**DESCRIPTION OF THE TASK**
Each line below should be restated word for word.

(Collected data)
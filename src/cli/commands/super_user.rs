use clap::{Arg, Command};

pub const NAME: &str = "add-super-user";

pub const ARG_EMAIL: &str = "email";
pub const ARG_PASSWORD: &str = "password";

#[must_use]
pub fn subcommand() -> Command {
    Command::new(NAME)
        .about("Create or promote an account with elevated privileges")
        .arg(
            Arg::new(ARG_EMAIL)
                .short('e')
                .long(ARG_EMAIL)
                .help("Account email")
                .required(true),
        )
        .arg(
            Arg::new(ARG_PASSWORD)
                .long(ARG_PASSWORD)
                .help("Password to set on the account")
                .long_help(
                    "Password to set on the account. When omitted an existing password is kept and a new account is created without one.",
                )
                .env("PERAGRIN_SUPER_USER_PASSWORD")
                .hide_env_values(true),
        )
}
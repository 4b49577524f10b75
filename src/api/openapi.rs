use super::handlers::{accounts, auth, health, memberships, promotions};
use utoipa::{
    Modify, OpenApi,
    openapi::{
        Components,
        security::{HttpAuthScheme, HttpBuilder, SecurityScheme},
    },
};

/// `OpenAPI` document for every routed endpoint.
///
/// Add new endpoints to `paths(...)` when routing them in `api::router`.
#[derive(OpenApi)]
#[openapi(
    paths(
        health::health,
        auth::login::login,
        auth::login::account,
        auth::password::forgot_password,
        auth::password::set_password,
        promotions::redeem::permission,
        promotions::redeem::redeem,
        promotions::manage::create,
        promotions::manage::update,
        promotions::manage::delete,
        promotions::manage::list_by_organization,
        accounts::redemptions,
        accounts::promotion_redemptions,
        memberships::grant::grant,
        memberships::grant::revoke,
        memberships::accounts::list,
        memberships::accounts::update,
    ),
    modifiers(&SecuritySchemes),
    tags(
        (name = "health", description = "Service and database health"),
        (name = "auth", description = "Login, password reset and the current account"),
        (name = "promotions", description = "Promotion management, entitlement and redemption"),
        (name = "organizations", description = "Promotions owned by an organization"),
        (name = "accounts", description = "Redemption history"),
        (name = "memberships", description = "Membership tier administration")
    )
)]
struct ApiDoc;

struct SecuritySchemes;

impl Modify for SecuritySchemes {
    fn modify(&self, openapi: &mut utoipa::openapi::OpenApi) {
        let components = openapi.components.get_or_insert_with(Components::new);
        components.add_security_scheme(
            "basic",
            SecurityScheme::Http(HttpBuilder::new().scheme(HttpAuthScheme::Basic).build()),
        );
        components.add_security_scheme(
            "bearer",
            SecurityScheme::Http(
                HttpBuilder::new()
                    .scheme(HttpAuthScheme::Bearer)
                    .bearer_format("JWT")
                    .build(),
            ),
        );
    }
}

#[must_use]
pub fn openapi() -> utoipa::openapi::OpenApi {
    ApiDoc::openapi()
}

#[cfg(test)]
mod tests {
    use super::*;

    #[test]
    fn openapi_info_from_cargo() {
        let spec = openapi();
        assert_eq!(spec.info.title, env!("CARGO_PKG_NAME"));
        assert_eq!(spec.info.version, env!("CARGO_PKG_VERSION"));
    }

    #[test]
    fn openapi_tags_paths_and_security() {
        let spec = openapi();
        let tags = spec.tags.clone().unwrap_or_default();
        assert!(tags.iter().any(|tag| tag.name == "auth"));
        assert!(tags.iter().any(|tag| tag.name == "promotions"));
        assert!(spec.paths.paths.contains_key("/v1/auth/login"));
        assert!(spec.paths.paths.contains_key("/v1/promotions/{id}/redeem"));
        assert!(spec.paths.paths.contains_key("/v1/promotions/{id}"));
        assert!(
            spec.paths
                .paths
                .contains_key("/v1/organizations/{id}/promotions")
        );
        assert!(
            spec.paths
                .paths
                .contains_key("/v1/memberships/{id}/accounts/{account_id}")
        );

        let schemes = spec
            .components
            .map(|components| components.security_schemes)
            .unwrap_or_default();
        assert!(schemes.contains_key("basic"));
        assert!(schemes.contains_key("bearer"));
    }
}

**WRITTEN SOLUTION**
filename src/cli/commands/super_user.rs
use clap::{Arg, Command};

pub const NAME: &str = "add-super-user";

pub const ARG_EMAIL: &str = "email";
pub const ARG_PASSWORD: &str = "password";

#[must_use]
pub fn subcommand() -> Command {
    Command::new(NAME)
        .about("Create or promote an account with elevated privileges")
        .arg(
            Arg::new(ARG_EMAIL)
                .short('e')
                .long(ARG_EMAIL)
                .help("Account email")
                .required(true),
        )
        .arg(
            Arg::new(ARG_PASSWORD)
                .long(ARG_PASSWORD)
                .help("Password to set on the account")
                .long_help(
                    "Password to set on the account. When omitted an existing password is kept and a new account is created without one.",
                )
                .env("PERAGRIN_SUPER_USER_PASSWORD")
                .hide_env_values(true),
        )
}
repository 4b49577524f10b75
filename src/api/openapi.rs
use super::handlers::{accounts, auth, health, memberships, promotions};
use utoipa::{
    Modify, OpenApi,
    openapi::{
        Components,
        security::{HttpAuthScheme, HttpBuilder, SecurityScheme},
    },
};

/// `OpenAPI` document for every routed endpoint.
///
/// Add new endpoints to `paths(...)` when routing them in `api::router`.
#[derive(OpenApi)]
#[openapi(
    paths(
        health::health,
        auth::login::login,
        auth::login::account,
        auth::password::forgot_password,
        auth::password::set_password,
        promotions::redeem::permission,
        promotions::redeem::redeem,
        promotions::manage::create,
        promotions::manage::update,
        promotions::manage::delete,
        promotions::manage::list_by_organization,
        accounts::redemptions,
        accounts::promotion_redemptions,
        memberships::grant::grant,
        memberships::grant::revoke,
        memberships::accounts::list,
        memberships::accounts::update,
    ),
    modifiers(&SecuritySchemes),
    tags(
        (name = "health", description = "Service and database health"),
        (name = "auth", description = "Login, password reset and the current account"),
        (name = "promotions", description = "Promotion management, entitlement and redemption"),
        (name = "organizations", description = "Promotions owned by an organization"),
        (name = "accounts", description = "Redemption history"),
        (name = "memberships", description = "Membership tier administration")
    )
)]
struct ApiDoc;

struct SecuritySchemes;

impl Modify for SecuritySchemes {
    fn modify(&self, openapi: &mut utoipa::openapi::OpenApi) {
        let components = openapi.components.get_or_insert_with(Components::new);
        components.add_security_scheme(
            "basic",
            SecurityScheme::Http(HttpBuilder::new().scheme(HttpAuthScheme::Basic).build()),
        );
        components.add_security_scheme(
            "bearer",
            SecurityScheme::Http(
                HttpBuilder::new()
                    .scheme(HttpAuthScheme::Bearer)
                    .bearer_format("JWT")
                    .build(),
            ),
        );
    }
}

#[must_use]
pub fn openapi() -> utoipa::openapi::OpenApi {
    ApiDoc::openapi()
}

#[cfg(test)]
mod tests {
    use super::*;

    #[test]
    fn openapi_info_from_cargo() {
        let spec = openapi();
        assert_eq!(spec.info.title, env!("CARGO_PKG_NAME"));
        assert_eq!(spec.info.version, env!("CARGO_PKG_VERSION"));
    }

    #[test]
    fn openapi_tags_paths_and_security() {
        let spec = openapi();
        let tags = spec.tags.clone().unwrap_or_default();
        assert!(tags.iter().any(|tag| tag.name == "auth"));
        assert!(tags.iter().any(|tag| tag.name == "promotions"));
        assert!(spec.paths.paths.contains_key("/v1/auth/login"));
        assert!(spec.paths.paths.contains_key("/v1/promotions/{id}/redeem"));
        assert!(spec.paths.paths.contains_key("/v1/promotions/{id}"));
        assert!(
            spec.paths
                .paths
                .contains_key("/v1/organizations/{id}/promotions")
        );
        assert!(
            spec.paths
                .paths
                .contains_key("/v1/memberships/{id}/accounts/{account_id}")
        );

        let schemes = spec
            .components
            .map(|components| components.security_schemes)
            .unwrap_or_default();
        assert!(schemes.contains_key("basic"));
        assert!(schemes.contains_key("bearer"));
    }
}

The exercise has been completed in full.